━━━━━ Entries shown

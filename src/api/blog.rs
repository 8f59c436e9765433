//! Blog API endpoints.

use axum::{
    extract::{Path, State},
    Json,
};
use serde::Deserialize;

use super::{
    require_text, require_translations, ApiJson, ApiQuery, ApiResult, CreatedResponse, LangQuery,
};
use crate::errors::AppError;
use crate::i18n::{localize_all, Lang};
use crate::models::{BlogPost, BlogPostDetail, BlogPostSummary, CreateBlogPostRequest};
use crate::AppState;

/// Query parameters for GET /api/blog (list)
#[derive(Debug, Deserialize)]
pub struct BlogListQuery {
    #[serde(default)]
    pub lang: Lang,
    #[serde(default = "default_limit")]
    pub limit: u32,
    #[serde(default)]
    pub skip: u32,
}

fn default_limit() -> u32 {
    10
}

/// GET /api/blog - Published posts, newest first, paginated by `skip` then `limit`.
pub async fn list_posts(
    State(state): State<AppState>,
    ApiQuery(query): ApiQuery<BlogListQuery>,
) -> ApiResult<Vec<BlogPostSummary>> {
    let posts = state
        .repo
        .list_published_posts(i64::from(query.skip), i64::from(query.limit))
        .await?;
    Ok(Json(localize_all(&posts, query.lang)?))
}

/// GET /api/blog/{slug} - A published post by its slug in the requested language.
pub async fn get_post(
    State(state): State<AppState>,
    Path(slug): Path<String>,
    ApiQuery(query): ApiQuery<LangQuery>,
) -> ApiResult<BlogPostDetail> {
    let post = state
        .repo
        .find_published_post(query.lang, &slug)
        .await?
        .ok_or_else(|| AppError::NotFound("Blog post not found".to_string()))?;

    Ok(Json(post.detail(query.lang)?))
}

/// POST /api/blog - Create a post. Posts are drafts unless `published` is set.
pub async fn create_post(
    State(state): State<AppState>,
    ApiJson(request): ApiJson<CreateBlogPostRequest>,
) -> ApiResult<CreatedResponse> {
    require_translations("title", &request.title)?;
    require_translations("excerpt", &request.excerpt)?;
    require_translations("content", &request.content)?;
    require_translations("slug", &request.slug)?;
    require_translations("category", &request.category)?;
    for lang in Lang::ALL {
        if let Some(slug) = request.slug.get(lang) {
            require_text(&format!("slug.{}", lang), slug)?;
        }
    }

    let post = BlogPost::from_request(request);
    state.repo.create_post(&post).await?;

    Ok(Json(CreatedResponse {
        message: "Blog post created successfully".to_string(),
        id: post.id,
    }))
}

━━━━━━━━━━

Required work:
The whole of the data must be given back word for word.

Task result:
filename src/api/blog.rs
repository 8f59c436e9765433
//! Blog API endpoints.

use axum::{
    extract::{Path, State},
    Json,
};
use serde::Deserialize;

use super::{
    require_text, require_translations, ApiJson, ApiQuery, ApiResult, CreatedResponse, LangQuery,
};
use crate::errors::AppError;
use crate::i18n::{localize_all, Lang};
use crate::models::{BlogPost, BlogPostDetail, BlogPostSummary, CreateBlogPostRequest};
use crate::AppState;

/// Query parameters for GET /api/blog (list)
#[derive(Debug, Deserialize)]
pub struct BlogListQuery {
    #[serde(default)]
    pub lang: Lang,
    #[serde(default = "default_limit")]
    pub limit: u32,
    #[serde(default)]
    pub skip: u32,
}

fn default_limit() -> u32 {
    10
}

/// GET /api/blog - Published posts, newest first, paginated by `skip` then `limit`.
pub async fn list_posts(
    State(state): State<AppState>,
    ApiQuery(query): ApiQuery<BlogListQuery>,
) -> ApiResult<Vec<BlogPostSummary>> {
    let posts = state
        .repo
        .list_published_posts(i64::from(query.skip), i64::from(query.limit))
        .await?;
    Ok(Json(localize_all(&posts, query.lang)?))
}

/// GET /api/blog/{slug} - A published post by its slug in the requested language.
pub async fn get_post(
    State(state): State<AppState>,
    Path(slug): Path<String>,
    ApiQuery(query): ApiQuery<LangQuery>,
) -> ApiResult<BlogPostDetail> {
    let post = state
        .repo
        .find_published_post(query.lang, &slug)
        .await?
        .ok_or_else(|| AppError::NotFound("Blog post not found".to_string()))?;

    Ok(Json(post.detail(query.lang)?))
}

/// POST /api/blog - Create a post. Posts are drafts unless `published` is set.
pub async fn create_post(
    State(state): State<AppState>,
    ApiJson(request): ApiJson<CreateBlogPostRequest>,
) -> ApiResult<CreatedResponse> {
    require_translations("title", &request.title)?;
    require_translations("excerpt", &request.excerpt)?;
    require_translations("content", &request.content)?;
    require_translations("slug", &request.slug)?;
    require_translations("category", &request.category)?;
    for lang in Lang::ALL {
        if let Some(slug) = request.slug.get(lang) {
            require_text(&format!("slug.{}", lang), slug)?;
        }
    }

    let post = BlogPost::from_request(request);
    state.repo.create_post(&post).await?;

    Ok(Json(CreatedResponse {
        message: "Blog post created successfully".to_string(),
        id: post.id,
    }))
}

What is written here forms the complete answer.